Ich meine nicht die Länge und die Höhenmeter (das steht ja auf den Internetseiten), sondern den Streckenbelag und den Zustand.
Anders gesagt bin ich am überlegen ob ich mit dem Softtail (Trek STP) oder dem Fully (Giant NRS) fahre - oder womöglich beide mitnehme...
Noch was, ist der Start/Ziel/Event Bereich eigentlich in Saalbach oder in Hinterglemm?

Grüße


----------



## phiro (4. Juli 2003)

das Festivalgelände befindet sich in Hinterglemm, wie Hugo weiter oben schon mal geschrieben hat

zu den Strecken kann ich dir nix genaueres sagen, bin auch zum ersten mal dabei


----------



## Johann (7. Juli 2003)

richtig, das festivalgelände ist im ortskern von hinterglemm und das wm-zelt unterhalb vom goaßstall, wo man dann später noch richtig gut abstürzen kann... ;o)
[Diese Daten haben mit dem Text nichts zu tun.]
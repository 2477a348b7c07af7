//! Error types for stationmap.
//!
//! Uses `thiserror` for library-style error definitions.

use thiserror::Error;

/// Errors that can occur in stationmap operations.
///
/// Unknown station ids are never errors: update, remove and highlight on
/// an id without a marker are silent no-ops.
#[derive(Error, Debug)]
pub enum StationMapError {
    /// The renderer could not resolve the display surface
    #[error("map container '{0}' not found")]
    ContainerNotFound(String),

    /// A marker operation ran before `initialize`
    #[error("map viewport is not initialized")]
    ViewportNotReady,

    /// Station record failed validation
    #[error("invalid station: {0}")]
    InvalidStation(String),

    /// Base layer name not configured on this view
    #[error("unknown base layer: {0}")]
    UnknownLayer(String),

    /// HTTP request failed
    #[error("HTTP request failed: {0}")]
    Http(#[from] reqwest::Error),

    /// JSON parsing failed
    #[error("Failed to parse JSON: {0}")]
    Parse(#[from] serde_json::Error),

    /// Reading a station file failed
    #[error("I/O error: {0}")]
    Io(#[from] std::io::Error),

    /// API returned an error status
    #[error("station API error (HTTP {status}): {message}")]
    Api { status: u16, message: String },
}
streckenbelag der marathonstrecke (ich bin letztes jahr nur den halbmarathon gefahren) ist eigentlich schotter/asphalt/wanderweg, bei uns war alles furztrocken, am marathontag, den folgetag, CC-rennen hats gekübelt wie aus eimern, entsprechend war die cc-strecke, die doch größtenteils auf wiesenwegen verläuft.... 
also, marathon eher schotter, cc-rennen eher wiese..... so hab ich es erinnerung..... vielleicht kann ja noch jemand anderes was dazu sagen.....

viel spass, ist ein megageiler event, ich bin dieses jahr leider nicht dabei..... sind etwas weiter östlich unterwegs, richtung riva.....


----------



## MTB-News.de




----------



## Fellow-Biker (7. Juli 2003)

Hi .. habe mir das profil mal angesehen .. aber so genau kann man das auf der hp leider auch nicht erkennen.

Für mich sieht es so aus, als wären die langen Anstiege höchstens so ca. bei 12-13 % Steigung .. nur kurz am Beginn der 2. Runde konnte ich ca. 20% ausmachen.

Kennt jemand die Strecke und kann das bestätigen bzw. Angaben dazu machen?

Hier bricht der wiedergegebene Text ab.